Wie gefährlich ist Hähnchen wegen antibiotikaresistenter Keime – für uns und die Welt?

Die industrielle Hähnchenmast steht in engem Zusammenhang mit dem Einsatz großer Mengen an Antibiotika. Rund 99 Prozent der Masthühner in Deutschland leben in großen Ställen mit über 10.000 Tieren. Aufgrund von Platzmangel, fehlendem Auslauf und Qualzuchten, die auf schnelles Wachstum gezüchtet sind, treten häufig Krankheiten auf. Um diese unter Kontrolle zu halten, kommen Antibiotika zum Einsatz – teils sogar sogenannte Reserveantibiotika, die eigentlich Menschen in Notfallsituationen vorbehalten sein sollten.

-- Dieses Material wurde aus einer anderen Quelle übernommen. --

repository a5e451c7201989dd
use crate::math::{Point, Real, DIM};
use crate::mirror::symmetry::{plane_side, PlaneSide};
use crate::mirror::weight_mirror::MirrorOutcome;
use crate::mirror::MirrorParams;
use crate::utils::hashmap::HashMap;
use crate::utils::hashset::HashSet;
use crate::weights::WeightChannel;
use na::distance_squared;

#[derive(Default)]
struct Bucket {
    negative: Vec<u32>,
    positive: Vec<u32>,
}

/// Mirrors weights by bucketing vertices on their quantized squared distance
/// to a reference point lying in the symmetry plane.
///
/// Mirror-image vertices are equidistant from any point of the plane, so true
/// pairs are highly likely to share a bucket. A bucket holding exactly one
/// vertex per side resolves as a pair; ambiguous buckets are retried on the
/// next pass with a new reference point taken from the unresolved vertices.
/// The loop stops once every vertex is resolved, or as soon as a pass makes
/// no progress — whatever is still unresolved at that point is left unmatched
/// and untouched.
///
/// The bucket key is an exact quantization of `distance² · 2^resolution`, not
/// a margin-aware comparison: two vertices within `margin` of perfect
/// symmetry can still land in adjacent buckets and stay unmatched. Raising
/// `resolution` narrows the buckets, trading fewer false collisions for more
/// of those near-boundary misses.
pub fn mirror_bucketed<W: WeightChannel>(
    vertices: &[Point<Real>],
    channel: &mut W,
    params: &MirrorParams,
) -> MirrorOutcome {
    let axis = params.axis.index();
    let mut outcome = MirrorOutcome::default();

    // On-plane vertices have no distinct mirror partner; they never enter a
    // bucket and are never written.
    let mut working: Vec<u32> = (0..vertices.len() as u32)
        .filter(|&i| plane_side(vertices[i as usize][axis], params.margin) != PlaneSide::OnPlane)
        .collect();

    if working.is_empty() {
        return outcome;
    }

    // Initial reference point in the plane: the maximum observed coordinate
    // along the two free axes, zero along the symmetry axis.
    let mut reference = Point::origin();
    for k in 0..DIM {
        if k != axis {
            reference[k] = vertices
                .iter()
                .fold(Real::MIN, |max, pt| max.max(pt[k]));
        }
    }

    let scale = (1u64 << params.resolution) as Real;

    loop {
        outcome.passes += 1;

        let mut buckets: HashMap<i64, Bucket> = HashMap::default();
        for &i in &working {
            let d2 = distance_squared(&vertices[i as usize], &reference);
            let key = (d2 * scale).round() as i64;
            let bucket = buckets.entry(key).or_default();

            match plane_side(vertices[i as usize][axis], params.margin) {
                PlaneSide::Negative => bucket.negative.push(i),
                PlaneSide::Positive => bucket.positive.push(i),
                PlaneSide::OnPlane => unreachable!("on-plane vertices are filtered out"),
            }
        }

        let mut resolved: HashSet<u32> = HashSet::default();
        for bucket in buckets.values() {
            if let ([negative], [positive]) = (&bucket.negative[..], &bucket.positive[..]) {
                let (source, target) = if params.negative {
                    (*negative, *positive)
                } else {
                    (*positive, *negative)
                };

                match channel.weight(source) {
                    Ok(weight) => {
                        channel.set_weight(target, weight);
                        outcome.matched += 1;
                    }
                    Err(_) => {
                        channel.set_weight(target, 0.0);
                        outcome.defaulted += 1;
                    }
                }

                let _ = resolved.insert(*negative);
                let _ = resolved.insert(*positive);
            }
        }

        // Rebuild in ascending index order so the next reference point (and
        // therefore the whole run) is independent of hash iteration order.
        let next: Vec<u32> = working
            .iter()
            .copied()
            .filter(|i| !resolved.contains(i))
            .collect();

        if next.is_empty() {
            break;
        }
        if next.len() == working.len() {
            // Fixed point: the remaining buckets are permanently ambiguous.
            outcome.unmatched = next.len();
            break;
        }

        working = next;

        // Move the reference to the first unresolved vertex, projected onto
        // the plane, and retry the leftovers.
        reference = vertices[working[0] as usize];
        reference[axis] = 0.0;
    }

    outcome
}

LADINA BISSINGER, Campaignerin bei VIER PFOTEN. © Fred Dott
LADINA BISSINGER, Campaignerin bei VIER PFOTEN. © Fred Dott

Das hat schwerwiegende Folgen: Es bilden sich resistente Keime, gegen die gängige Antibiotika kaum noch wirken. Studien wie die von Germanwatch zeigen, dass zwei von drei Proben aus der Produktion des größten Geflügelproduzenten in Deutschland mit solchen Keimen belastet sind. Diese können beim Verzehr, aber auch schon bei der Zubereitung des Fleisches in die Küche und den menschlichen Körper gelangen. Die WHO warnt bereits, dass im Jahr 2050 weltweit bis zu zehn Millionen Menschen jährlich an den Folgen antibiotikaresistenter Keime sterben könnten.
 

Und was taugt als tierleidfreie Eiweiß-Alternative zum Huhn?

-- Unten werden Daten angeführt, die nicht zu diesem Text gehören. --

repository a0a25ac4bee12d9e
pub mod model;
pub mod repository;
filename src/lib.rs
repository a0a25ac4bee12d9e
//! Personal library catalog served over MCP.
//!
//! domain (Book / Library) → application (LibraryService) → infra (JSON file) → interface (MCP)

pub mod application;
pub mod domain;
pub mod infra;
pub mod interface;
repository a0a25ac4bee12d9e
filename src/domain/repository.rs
use super::model::library::Library;

/// 永続化の抽象。Infra層が実装する。
pub trait LibraryRepository {
    type Error: std::error::Error + Send + Sync + 'static;

    /// 保存済みコレクションを読み込む。未保存・空ファイルならNone。
    fn load(&self) -> Result<Option<Library>, Self::Error>;
    /// コレクション全体で上書き保存する。
    fn save(&self, library: &Library) -> Result<(), Self::Error>;
}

Die gute Nachricht: Für eine proteinreiche Ernährung braucht es kein Geflügel. Pflanzliche Eiweißquellen wie Hülsenfrüchte, Vollkorngetreide und Nüsse liefern ausreichend Proteine – auch für sportlich aktive Menschen. Durch die richtige Kombination verschiedener pflanzlicher Lebensmittel lassen sich alle essenziellen Aminosäuren aufnehmen.

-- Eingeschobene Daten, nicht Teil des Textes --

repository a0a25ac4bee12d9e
use crate::domain::model::book::Book;
use crate::domain::model::library::ReadingProgress;

const EMPTY_COLLECTION: &str = "Your collection is empty.";
const PROGRESS_BAR_WIDTH: usize = 20;

/// 蔵書・検索結果・進捗をテキストに整形する（ツール出力用）。
pub struct LibraryView;

impl LibraryView {
    /// コレクション全体を番号付きで一覧表示する。
    pub fn render_list(books: &[Book]) -> String {
        if books.is_empty() {
            return EMPTY_COLLECTION.to_string();
        }

        let mut buf = format!("# Your Book Collection ({} books)\n\n", books.len());
        Self::render_lines(books.iter(), &mut buf);
        buf
    }

    /// 検索結果を表示する。
    pub fn render_search(results: &[&Book]) -> String {
        if results.is_empty() {
            return "No matching books found.".to_string();
        }

        let mut buf = format!("Found {} book(s):\n\n", results.len());
        Self::render_lines(results.iter().copied(), &mut buf);
        buf
    }

    /// 読書進捗を表示する。
    pub fn render_progress(progress: &ReadingProgress) -> String {
        if progress.total == 0 {
            return EMPTY_COLLECTION.to_string();
        }

        format!(
            "# Your Reading Progress\n\n\
             Total Books: {}\n\
             Books Read: {}\n\
             Completion: {:.1}%\n\
             {}\n",
            progress.total,
            progress.read,
            progress.percentage,
            Self::progress_bar(progress.percentage)
        )
    }

    /// 1冊分の表示行（番号なし）。
    pub fn book_line(book: &Book) -> String {
        let status = if book.has_read_book() {
            "Read"
        } else {
            "Unread"
        };
        format!(
            "**{}** by {} ({}) - {} - {}",
            book.title(),
            book.author(),
            book.publication_year(),
            book.genre(),
            status
        )
    }

    fn render_lines<'a>(books: impl Iterator<Item = &'a Book>, buf: &mut String) {
        for (i, book) in books.enumerate() {
            buf.push_str(&format!("{}. {}\n", i + 1, Self::book_line(book)));
        }
    }

    fn progress_bar(percentage: f64) -> String {
        let filled = ((percentage / 100.0) * PROGRESS_BAR_WIDTH as f64).round() as usize;
        let filled = filled.min(PROGRESS_BAR_WIDTH);
        format!(
            "[{}{}]",
            "#".repeat(filled),
            "-".repeat(PROGRESS_BAR_WIDTH - filled)
        )
    }
}
//! MCP Server for library-mcp
//!
//! MCP Protocol (stdio) <-> application::LibraryService / LibraryView
//!
//! 6 tools: list_books, add_book, search_books, update_book, delete_book, reading_progress

use std::path::PathBuf;
use std::sync::{Arc, Mutex, MutexGuard};

use rmcp::{
    handler::server::{tool::ToolCallContext, tool::ToolRouter, wrapper::Parameters},
    model::{
        CallToolRequestParams, CallToolResult, Content, Implementation, ListToolsResult,
        PaginatedRequestParams, ProtocolVersion, ServerCapabilities, ServerInfo,
    },
    service::{RequestContext, RoleServer},
    tool, tool_router,
    transport::stdio,
    ErrorData as McpError, ServerHandler, ServiceExt,
};
use schemars::JsonSchema;
use serde::{Deserialize, Serialize};

use crate::application::error::AppError;
use crate::application::render::LibraryView;
use crate::application::service::LibraryService;
use crate::domain::model::book::{BookUpdate, NewBook};
use crate::infra::json_store::JsonLibraryRepository;

type Store = LibraryService<JsonLibraryRepository>;

// =============================================================================
// Public entry point
// =============================================================================

/// MCP Serverを起動する。library_pathは蔵書JSONファイル。
pub async fn run(library_path: PathBuf) -> anyhow::Result<()> {
    let repo = JsonLibraryRepository::new(&library_path);
    let store = LibraryService::open(repo)?;
    tracing::info!(path = %library_path.display(), "starting library MCP server");

    let server = LibraryMcpServer::new(store);
    let service = server.serve(stdio()).await?;
    service.waiting().await?;
    Ok(())
}

// =============================================================================
// MCP Server
// =============================================================================

#[derive(Clone)]
struct LibraryMcpServer {
    store: Arc<Mutex<Store>>,
    tool_router: ToolRouter<Self>,
}

impl LibraryMcpServer {
    fn new(store: Store) -> Self {
        Self {
            store: Arc::new(Mutex::new(store)),
            tool_router: Self::tool_router(),
        }
    }

    /// Storeのロックを取る。読み取り→変更→保存は全てこのロック内で行う。
    fn store(&self) -> Result<MutexGuard<'_, Store>, McpError> {
        self.store
            .lock()
            .map_err(|_| McpError::internal_error("Lock poisoned", None))
    }

    fn to_mcp_error(e: AppError) -> McpError {
        McpError::internal_error(format!("{e}"), None)
    }
}

// =============================================================================
// ServerHandler impl
// =============================================================================

impl ServerHandler for LibraryMcpServer {
    fn get_info(&self) -> ServerInfo {
        ServerInfo {
            protocol_version: ProtocolVersion::V_2025_03_26,
            capabilities: ServerCapabilities::builder().enable_tools().build(),
            server_info: Implementation {
                name: "library-mcp".to_string(),
                title: Some("Personal Library Manager".to_string()),
                description: Some(
                    "Personal book catalog: record books, track what you have read, \
                     and see your reading progress."
                        .to_string(),
                ),
                version: env!("CARGO_PKG_VERSION").to_string(),
                icons: None,
                website_url: None,
            },
            instructions: Some(
                "Manage a personal book collection.\n\
                 \n\
                 Books are identified by title (case-insensitive). Duplicate titles are allowed; \
                 update and delete act on the first match in collection order.\n\
                 \n\
                 Tools: `list_books` → `add_book`/`update_book`/`delete_book`, \
                 `search_books` by title or author, `reading_progress` for statistics."
                    .to_string(),
            ),
        }
    }

    async fn list_tools(
        &self,
        _request: Option<PaginatedRequestParams>,
        _context: RequestContext<RoleServer>,
    ) -> Result<ListToolsResult, McpError> {
        Ok(ListToolsResult {
            tools: self.tool_router.list_all(),
            next_cursor: None,
            meta: None,
        })
    }

    async fn call_tool(
        &self,
        request: CallToolRequestParams,
        context: RequestContext<RoleServer>,
    ) -> Result<CallToolResult, McpError> {
        let tool_ctx = ToolCallContext::new(self, request, context);
        self.tool_router.call(tool_ctx).await
    }
}

// =============================================================================
// Request types
// =============================================================================

/// 必須入力が空でないことを検証する。
fn require_present(field: &str, value: &str) -> Result<(), McpError> {
    if value.is_empty() {
        return Err(McpError::invalid_params(
            format!("{field} must not be empty"),
            None,
        ));
    }
    Ok(())
}

fn book_not_found(title: &str) -> McpError {
    McpError::invalid_params(
        format!("No book titled '{title}'. Use `list_books` to see available titles."),
        None,
    )
}

#[derive(Debug, Clone, Serialize, Deserialize, JsonSchema)]
struct McpListBooksRequest {}

#[derive(Debug, Clone, Serialize, Deserialize, JsonSchema)]
struct McpAddBookRequest {
    #[schemars(description = "Book title (required)")]
    pub title: String,
    #[schemars(description = "Author (required)")]
    pub author: String,
    #[schemars(description = "Publication year, free text (e.g. '1965')")]
    #[serde(default)]
    pub publication_year: String,
    #[schemars(description = "Genre (e.g. 'Sci-Fi')")]
    #[serde(default)]
    pub genre: String,
    #[schemars(description = "Whether you have read this book (default: false)")]
    #[serde(default)]
    pub has_read: bool,
}

#[derive(Debug, Clone, Serialize, Deserialize, JsonSchema)]
struct McpSearchBooksRequest {
    #[schemars(description = "Text to look for in titles and authors (case-insensitive)")]
    pub search_term: String,
}

#[derive(Debug, Clone, Serialize, Deserialize, JsonSchema)]
struct McpUpdateBookRequest {
    #[schemars(description = "Current title of the book to update (case-insensitive)")]
    pub title: String,
    #[schemars(description = "New title (omit or leave blank to keep current)")]
    pub new_title: Option<String>,
    #[schemars(description = "New author (omit or leave blank to keep current)")]
    pub author: Option<String>,
    #[schemars(description = "New publication year (omit or leave blank to keep current)")]
    pub publication_year: Option<String>,
    #[schemars(description = "New genre (omit or leave blank to keep current)")]
    pub genre: Option<String>,
    #[schemars(description = "Read status (required, always applied)")]
    pub has_read: bool,
}

#[derive(Debug, Clone, Serialize, Deserialize, JsonSchema)]
struct McpDeleteBookRequest {
    #[schemars(description = "Title of the book to delete (case-insensitive)")]
    pub title: String,
}

#[derive(Debug, Clone, Serialize, Deserialize, JsonSchema)]
struct McpReadingProgressRequest {}

// =============================================================================
// Tool implementations
// =============================================================================

#[tool_router]
impl LibraryMcpServer {
    #[tool(
        name = "list_books",
        description = "Show every book in the collection, numbered in the order they were added, with read status.",
        annotations(
            read_only_hint = true,
            destructive_hint = false,
            open_world_hint = false
        )
    )]
    async fn list_books(
        &self,
        #[allow(unused_variables)] Parameters(_req): Parameters<McpListBooksRequest>,
    ) -> Result<CallToolResult, McpError> {
        let store = self.store()?;
        Ok(CallToolResult::success(vec![Content::text(
            LibraryView::render_list(store.books()),
        )]))
    }

    #[tool(
        name = "add_book",
        description = "Add a new book to the end of the collection. Title and author are required. Duplicate titles are allowed.",
        annotations(
            read_only_hint = false,
            destructive_hint = false,
            idempotent_hint = false,
            open_world_hint = false
        )
    )]
    async fn add_book(
        &self,
        Parameters(req): Parameters<McpAddBookRequest>,
    ) -> Result<CallToolResult, McpError> {
        require_present("title", &req.title)?;
        require_present("author", &req.author)?;

        let mut store = self.store()?;
        let title = req.title.clone();
        store
            .create(NewBook {
                title: req.title,
                author: req.author,
                publication_year: req.publication_year,
                genre: req.genre,
                has_read_book: req.has_read,
            })
            .map_err(Self::to_mcp_error)?;

        Ok(CallToolResult::success(vec![Content::text(format!(
            "Book added successfully: {} ({} books in collection)",
            title,
            store.books().len()
        ))]))
    }

    #[tool(
        name = "search_books",
        description = "Find books whose title or author contains the search term (case-insensitive).",
        annotations(
            read_only_hint = true,
            destructive_hint = false,
            open_world_hint = false
        )
    )]
    async fn search_books(
        &self,
        Parameters(req): Parameters<McpSearchBooksRequest>,
    ) -> Result<CallToolResult, McpError> {
        // 空の検索語はStoreに渡さない（全件一致になるため）
        if req.search_term.is_empty() {
            return Ok(CallToolResult::success(vec![Content::text(
                "Enter a search term. Use `list_books` to see the whole collection.",
            )]));
        }

        let store = self.store()?;
        let results = store.find(&req.search_term);
        Ok(CallToolResult::success(vec![Content::text(
            LibraryView::render_search(&results),
        )]))
    }

    #[tool(
        name = "update_book",
        description = "Edit a book selected by its current title. Blank or omitted fields keep their value; has_read is always applied.",
        annotations(
            read_only_hint = false,
            destructive_hint = false,
            idempotent_hint = true,
            open_world_hint = false
        )
    )]
    async fn update_book(
        &self,
        Parameters(req): Parameters<McpUpdateBookRequest>,
    ) -> Result<CallToolResult, McpError> {
        require_present("title", &req.title)?;

        let update = BookUpdate {
            title: req.new_title,
            author: req.author,
            publication_year: req.publication_year,
            genre: req.genre,
            has_read_book: req.has_read,
        };

        let mut store = self.store()?;
        let updated = store
            .update(&req.title, update)
            .map_err(Self::to_mcp_error)?;
        if !updated {
            return Err(book_not_found(&req.title));
        }

        Ok(CallToolResult::success(vec![Content::text(format!(
            "Book updated successfully: {}",
            req.title
        ))]))
    }

    #[tool(
        name = "delete_book",
        description = "Delete the first book whose title matches (case-insensitive).",
        annotations(
            read_only_hint = false,
            destructive_hint = true,
            idempotent_hint = false,
            open_world_hint = false
        )
    )]
    async fn delete_book(
        &self,
        Parameters(req): Parameters<McpDeleteBookRequest>,
    ) -> Result<CallToolResult, McpError> {
        require_present("title", &req.title)?;

        let mut store = self.store()?;
        let deleted = store.delete(&req.title).map_err(Self::to_mcp_error)?;
        if !deleted {
            return Err(book_not_found(&req.title));
        }

        Ok(CallToolResult::success(vec![Content::text(format!(
            "Book deleted successfully: {} ({} books left)",
            req.title,
            store.books().len()
        ))]))
    }

    #[tool(
        name = "reading_progress",
        description = "Show total books, books read, and completion percentage.",
        annotations(
            read_only_hint = true,
            destructive_hint = false,
            open_world_hint = false
        )
    )]
    async fn reading_progress(
        &self,
        #[allow(unused_variables)] Parameters(_req): Parameters<McpReadingProgressRequest>,
    ) -> Result<CallToolResult, McpError> {
        let store = self.store()?;
        Ok(CallToolResult::success(vec![Content::text(
            LibraryView::render_progress(&store.statistics()),
        )]))
    }
}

Pflanzliche Ernährung bietet zudem gesundheitliche Vorteile: Das Risiko für Herz-Kreislauf-Erkrankungen sinkt, und der Verzicht auf tierische Produkte reduziert die Belastung für Umwelt und Tiere. Immer mehr Menschen – darunter auch Profi-Sportler – zeigen, dass eine vegane Ernährung leistungsfähig und gesund ist. Wer Wert auf Gesundheit, Tierwohl und Nachhaltigkeit legt, sollte daher pflanzliche Alternativen ausprobieren. Denn eine ausgewogene, eiweißreiche Ernährung gelingt auch ganz ohne Tierleid.